Non dimenticate mai il piccolo Finkelstein. La marcia di Salomon, da Auschwitz alle aule scolastiche di oggi
Salomon Finkelstein, il piccolo ebreo sppravvissuto ai campi di concentramento, che raccontava agli studenti la sua storia.
Alcune settimane fa si sono alzati in piedi, tutti quanti, in silenzio. Loro, millennial che faticano spesso a distogliere l’attenzione dal cellulare, hanno alzato lo sguardo per guardare negli occhi Salomon, che con i suoi 96 anni e una vita segnata profondamente nel corpo e nello spirito, riceveva il diploma onorario di scuola superiore alla scuola Laatzen Albert Einstein di Hannover, in Germania.
Nelle scuole, Salomon Finkelstein, c’era andato molte volte. Soprattutto negli ultimi anni. Entrava in aula magna o in classe per raccontare una storia, la sua. E ogni volta era come riaprire una ferita, che sapeva bene non si sarebbe mai potuta rimarginare del tutto. Ma erano proprio gli occhi e i volti di quei ragazzi e ragazze, ammutoliti di fronte al racconto degli orrori che lui aveva visto e subito ad Auschwitz, il balsamo migliore per lenire il dolore delle sue ferite.
Salomon veniva da un mondo che non esiste più. Nato e cresciuto a Lodz (Polonia), città multiculturale popolata da polacchi, tedeschi ed ebrei, quando i nazisti invasero il paese aveva appena 17 anni. Con la sua famiglia finì nel ghetto, insieme ad altre centinaia di ebrei. Qui conosce la fame. “La gente era così debole – raccontava – che doveva aggrapparsi alle pareti per riuscire a stare in piedi”.
Salomon era giovane e i nazisti avevano bisogno delle sue braccia. Lo costrinsero ai lavori forzati. Insieme ad altri suoi compagni di sventura, viene messo a costruire strade. Fino a quando, nel 1943, varca la soglia di Auschwitz.
“Non si può descrivere Auschwitz”, raccontava ai ragazzi nelle scuole. Ma poi sul dolore del ricordo prevaleva il desiderio di mantenere viva la memoria di quell’orrore, affinché non avesse mai più a ripetersi. E allora parlava di Josef Mengele, il medico del campo di concentramento, che un giorno tracciò una riga sul muro e mandò a morire tutti i bambini che non raggiungevano quella riga. E raccontava delle guardie del campo, che la sera giocavano con i bambini, mentre di giorni li uccidevano. “Non riuscirò mai a capire”, ripeteva. Parole di un uomo segnato da un orrore così grande da non trovare un “perché”.
“Per due anni non sono stato una persona, ma solo un numero”. Lo ha raccontato nelle scuole, lo ha scritto in un libro di memorie.
Poco prima della fine della guerra, insieme ad altri detenuti, venne portato nel campo di concentramento di Dora Mittelbau, dove venne costruito il V2, il precursore di tutti i missili balistici. Riottenne la libertà poco prima dell’arrivo degli alleati. Ma anche la libertà gli faceva paura. Per anni si era sentito ripetere: “Vuoi la libertà? Appena oltre il camino!”.

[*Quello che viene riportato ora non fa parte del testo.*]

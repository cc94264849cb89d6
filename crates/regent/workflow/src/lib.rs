//! Regent Workflow - status transition validation
//!
//! A [`StatusWorkflow`] is a fixed, per-record-type adjacency list over
//! status values. A transition is legal iff its edge exists; terminal
//! states have zero outgoing edges. Side effects — timestamp stamps and
//! capacity ledger effects — are declared per edge, not per target state,
//! because the same target reached via different edges needs different
//! effects (cancelling from `pending` stamps a timestamp; cancelling from
//! `confirmed` also releases a seat).
//!
//! Requesting the current status is a no-op, never an error, and never
//! re-runs edge effects.

#![deny(unsafe_code)]

pub mod catalog;

pub use catalog::{
    course_run_workflow, enrollment_workflow, lead_workflow, template_workflow,
};

use regent_types::{RecordData, RecordType, Status};
use serde::{Deserialize, Serialize};
use std::collections::BTreeSet;
use thiserror::Error;
use tracing::debug;

// ── Edges ────────────────────────────────────────────────────────────

/// What an admission-governed transition does to the capacity ledger.
#[derive(Clone, Copy, Debug, PartialEq, Eq, Serialize, Deserialize)]
#[serde(rename_all = "snake_case")]
pub enum CapacityEffect {
    /// Claim a seat (or join the waitlist when full).
    Admit,
    /// Give a committed seat back, promoting the waitlist head.
    Release,
    /// Join the waitlist without claiming a seat.
    Waitlist,
    /// Leave the waitlist.
    DropWaitlisted,
}

/// A data precondition gating an edge.
#[derive(Clone, Debug, PartialEq, Serialize, Deserialize)]
pub enum Precondition {
    /// The field must be present with a numeric value in `min..=max`.
    FieldInRange { field: String, min: f64, max: f64 },
    /// The field must be set.
    FieldSet { field: String },
}

impl Precondition {
    fn check(&self, data: &RecordData) -> Result<(), String> {
        match self {
            Precondition::FieldInRange { field, min, max } => match data.get_f64(field) {
                Some(value) if (*min..=*max).contains(&value) => Ok(()),
                Some(_) => Err(format!("{field} must be within {min}..={max}")),
                None => Err(format!("{field} must be present and within {min}..={max}")),
            },
            Precondition::FieldSet { field } => {
                if data.is_set(field) {
                    Ok(())
                } else {
                    Err(format!("{field} must be set"))
                }
            }
        }
    }
}

/// One legal transition.
#[derive(Clone, Debug, Serialize, Deserialize)]
pub struct StatusEdge {
    pub from: Status,
    pub to: Status,
    /// Timestamp fields stamped when this edge fires.
    pub stamps: Vec<String>,
    pub preconditions: Vec<Precondition>,
    pub capacity: Option<CapacityEffect>,
}

impl StatusEdge {
    pub fn new(from: impl Into<String>, to: impl Into<String>) -> Self {
        Self {
            from: Status::new(from),
            to: Status::new(to),
            stamps: Vec::new(),
            preconditions: Vec::new(),
            capacity: None,
        }
    }

    pub fn stamp(mut self, field: impl Into<String>) -> Self {
        self.stamps.push(field.into());
        self
    }

    pub fn require(mut self, precondition: Precondition) -> Self {
        self.preconditions.push(precondition);
        self
    }

    pub fn capacity(mut self, effect: CapacityEffect) -> Self {
        self.capacity = Some(effect);
        self
    }
}

// ── Workflow ─────────────────────────────────────────────────────────

/// The transition graph for one record type.
#[derive(Clone, Debug, Serialize, Deserialize)]
pub struct StatusWorkflow {
    pub record_type: RecordType,
    pub initial: Status,
    edges: Vec<StatusEdge>,
}

/// The outcome of a legal transition request.
#[derive(Clone, Debug, PartialEq)]
pub enum Transition {
    /// Requested status equals the current one; nothing fires.
    NoOp,
    Move(SideEffects),
}

/// Effects the caller must apply together with the status write.
#[derive(Clone, Debug, PartialEq, Serialize, Deserialize)]
pub struct SideEffects {
    pub from: Status,
    pub to: Status,
    pub stamps: Vec<String>,
    pub capacity: Option<CapacityEffect>,
}

#[derive(Debug, Error)]
pub enum TransitionError {
    #[error("no transition from {from} to {to} for {record_type}")]
    InvalidTransition {
        record_type: RecordType,
        from: Status,
        to: Status,
    },
    #[error("precondition failed: {reason}")]
    PreconditionFailed { reason: String },
    #[error("unknown status {status} for {record_type}")]
    UnknownStatus {
        record_type: RecordType,
        status: Status,
    },
    #[error("workflow validation failed: {0}")]
    ValidationError(String),
}

impl StatusWorkflow {
    pub fn new(record_type: RecordType, initial: impl Into<String>) -> Self {
        Self {
            record_type,
            initial: Status::new(initial),
            edges: Vec::new(),
        }
    }

    pub fn edge(mut self, edge: StatusEdge) -> Self {
        self.edges.push(edge);
        self
    }

    /// All statuses appearing in the graph.
    pub fn states(&self) -> BTreeSet<&Status> {
        let mut states: BTreeSet<&Status> = BTreeSet::new();
        states.insert(&self.initial);
        for edge in &self.edges {
            states.insert(&edge.from);
            states.insert(&edge.to);
        }
        states
    }

    pub fn outgoing(&self, status: &Status) -> impl Iterator<Item = &StatusEdge> {
        self.edges.iter().filter(move |edge| &edge.from == status)
    }

    /// A terminal status has zero outgoing edges.
    pub fn is_terminal(&self, status: &Status) -> bool {
        self.outgoing(status).next().is_none()
    }

    /// Structural validation: no duplicate edges, no self-loop edges (a
    /// same-status request is a no-op, not an edge).
    pub fn validate(&self) -> Result<(), TransitionError> {
        for (i, edge) in self.edges.iter().enumerate() {
            if edge.from == edge.to {
                return Err(TransitionError::ValidationError(format!(
                    "self-loop edge on {}",
                    edge.from
                )));
            }
            if self.edges[..i]
                .iter()
                .any(|prior| prior.from == edge.from && prior.to == edge.to)
            {
                return Err(TransitionError::ValidationError(format!(
                    "duplicate edge {} -> {}",
                    edge.from, edge.to
                )));
            }
        }
        Ok(())
    }

    /// Validate a transition request against the graph and the record's
    /// data, returning the edge's declared side effects.
    pub fn transition(
        &self,
        current: &Status,
        requested: &Status,
        data: &RecordData,
    ) -> Result<Transition, TransitionError> {
        if current == requested {
            return Ok(Transition::NoOp);
        }

        let known = self.states();
        if !known.contains(current) {
            return Err(TransitionError::UnknownStatus {
                record_type: self.record_type,
                status: current.clone(),
            });
        }
        if !known.contains(requested) {
            return Err(TransitionError::UnknownStatus {
                record_type: self.record_type,
                status: requested.clone(),
            });
        }

        let Some(edge) = self
            .edges
            .iter()
            .find(|edge| &edge.from == current && &edge.to == requested)
        else {
            debug!(
                record_type = %self.record_type,
                from = %current,
                to = %requested,
                terminal = self.is_terminal(current),
                "transition rejected"
            );
            return Err(TransitionError::InvalidTransition {
                record_type: self.record_type,
                from: current.clone(),
                to: requested.clone(),
            });
        };

        for precondition in &edge.preconditions {
            precondition
                .check(data)
                .map_err(|reason| TransitionError::PreconditionFailed { reason })?;
        }

        debug!(
            record_type = %self.record_type,
            from = %current,
            to = %requested,
            "transition accepted"
        );
        Ok(Transition::Move(SideEffects {
            from: current.clone(),
            to: requested.clone(),
            stamps: edge.stamps.clone(),
            capacity: edge.capacity,
        }))
    }
}
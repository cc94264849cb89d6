//! Shared fixtures for the Regent conformance suite.
//!
//! The suite drives the assembled engine the way a persistence pipeline
//! would: stored snapshots in, approved mutations out, with the ledger
//! store as the only shared state.

#![deny(unsafe_code)]

use chrono::{DateTime, Utc};
use regent_capacity::{CapacityParams, LedgerStore, ResourceId};
use regent_engine::GovernanceEngine;
use regent_policy::StaticCensus;
use regent_types::{ActorId, Record, RecordType};
use serde_json::json;
use std::sync::Arc;

/// A fixed clock for deterministic stamps.
pub fn fixed_now() -> DateTime<Utc> {
    "2025-03-01T10:00:00Z"
        .parse()
        .unwrap_or_else(|_| Utc::now())
}

/// An engine on the default configuration with one registered course run.
pub fn engine_with_run(resource: &str, seats: u32) -> Arc<GovernanceEngine> {
    let ledgers = Arc::new(LedgerStore::new());
    ledgers.register(ResourceId::new(resource), CapacityParams::new(seats));
    Arc::new(GovernanceEngine::with_defaults(
        ledgers,
        Arc::new(StaticCensus(2)),
    ))
}

/// A stored enrollment snapshot in the given status.
pub fn stored_enrollment(id: &str, run: &str, status: &str) -> Record {
    Record::new(id, RecordType::Enrollment)
        .with_owner(ActorId::new("advisor-1"))
        .with_field("enrollment_id", id)
        .with_field("created_by", "advisor-1")
        .with_field("enrolled_at", "2025-01-01T00:00:00+00:00")
        .with_field("course_run", run)
        .with_field("total_amount", json!(1500.0))
        .with_status(status)
}

/// A stored marketing template owned by the given actor.
pub fn stored_template(id: &str, owner: &str) -> Record {
    Record::new(id, RecordType::Template)
        .with_owner(ActorId::new(owner))
        .with_field("created_by", owner)
        .with_field("name", format!("template-{id}"))
        .with_status("active")
}
//! Account self-protection rules.
//!
//! User accounts get guards the policy table cannot express: an actor never
//! deletes their own account, never changes their own role, and no
//! operation may leave the system without an admin. The admin population is
//! consulted through the [`AdminCensus`] invariant query rather than a
//! hardcoded count, so the persistence layer stays the source of truth.

use regent_types::{ActorId, Operation, Record, RecordData, RecordType};
use tracing::debug;

/// Invariant query over the user store: how many active admins exist
/// besides the given actor.
pub trait AdminCensus: Send + Sync {
    fn admins_besides(&self, actor: &ActorId) -> usize;
}

/// Fixed-count census for tests and bootstrap.
#[derive(Clone, Copy, Debug)]
pub struct StaticCensus(pub usize);

impl AdminCensus for StaticCensus {
    fn admins_besides(&self, _actor: &ActorId) -> usize {
        self.0
    }
}

/// Whether the self-protection rules veto this operation. Only user-account
/// records are subject to them.
pub fn account_protection_denies(
    actor: &ActorId,
    operation: Operation,
    record: &Record,
    incoming: Option<&RecordData>,
    census: &dyn AdminCensus,
) -> bool {
    if record.record_type != RecordType::User {
        return false;
    }

    let target_is_self = record.id.as_str() == actor.as_str();
    let target_is_admin = record.data.get_str("role") == Some("admin");

    match operation {
        Operation::Delete => {
            if target_is_self {
                debug!(record = %record.id, "self-delete denied");
                return true;
            }
            if target_is_admin {
                let target = ActorId::new(record.id.as_str());
                if census.admins_besides(&target) == 0 {
                    debug!(record = %record.id, "deleting the last admin denied");
                    return true;
                }
            }
            false
        }
        Operation::Update => {
            let Some(incoming) = incoming else {
                return false;
            };

            let role_change = incoming
                .get_str("role")
                .is_some_and(|new_role| record.data.get_str("role") != Some(new_role));
            if role_change && target_is_self {
                debug!(record = %record.id, "own-role change denied");
                return true;
            }

            let demotes_admin =
                role_change && target_is_admin && incoming.get_str("role") != Some("admin");
            let deactivates = incoming.get_bool("active") == Some(false);
            if target_is_admin && (demotes_admin || deactivates) {
                let target = ActorId::new(record.id.as_str());
                if census.admins_besides(&target) == 0 {
                    debug!(record = %record.id, "removing the last admin denied");
                    return true;
                }
            }
            false
        }
        _ => false,
    }
}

Iniziò insieme ad altri la marcia della morte. Salomon sopravvisse anche a quella, come è sopravvissuto ad Auschwitz. Giunse in Germania, dove rimase. Aveva imparato a distinguere molto bene i tedeschi dai nazisti. Lo aveva imparato a fare già ad Auschwitz. Perché, nonostante tutto quello che era stato costretto a subire, a Salomon le persone piacevano. E piaceva anche la musica. Solo qualche giorno fa aveva voluto festeggiare anticipatamente i suoi 97 anni a Villa Seligmann, la casa della musica ebraica a Hannover.
Prima di chiudere gli occhi, Salomon ha fatto in tempo a salutare l’arrivo dell’estate. È morto giovedì scorso alla Mhh, la clinica universitaria di Hannover.
Quei ragazzi, a cui con fatica, ha raccontato per anni la sua storia di sopravvissuto, lo hanno saputo dai loro cellulari.
Loro, che hanno appreso da Fecebook della morte di Salomon, sono l’ultima generazione ad aver avuto davanti a sé, in carne ed ossa, un pezzo di storia di prima mano.
A loro, Salomon, prima di salutarli ripeteva sempre: “Vergesst den kleine Finkelstein nicht”, “Non dimenticate mai il piccolo Finkelstein”.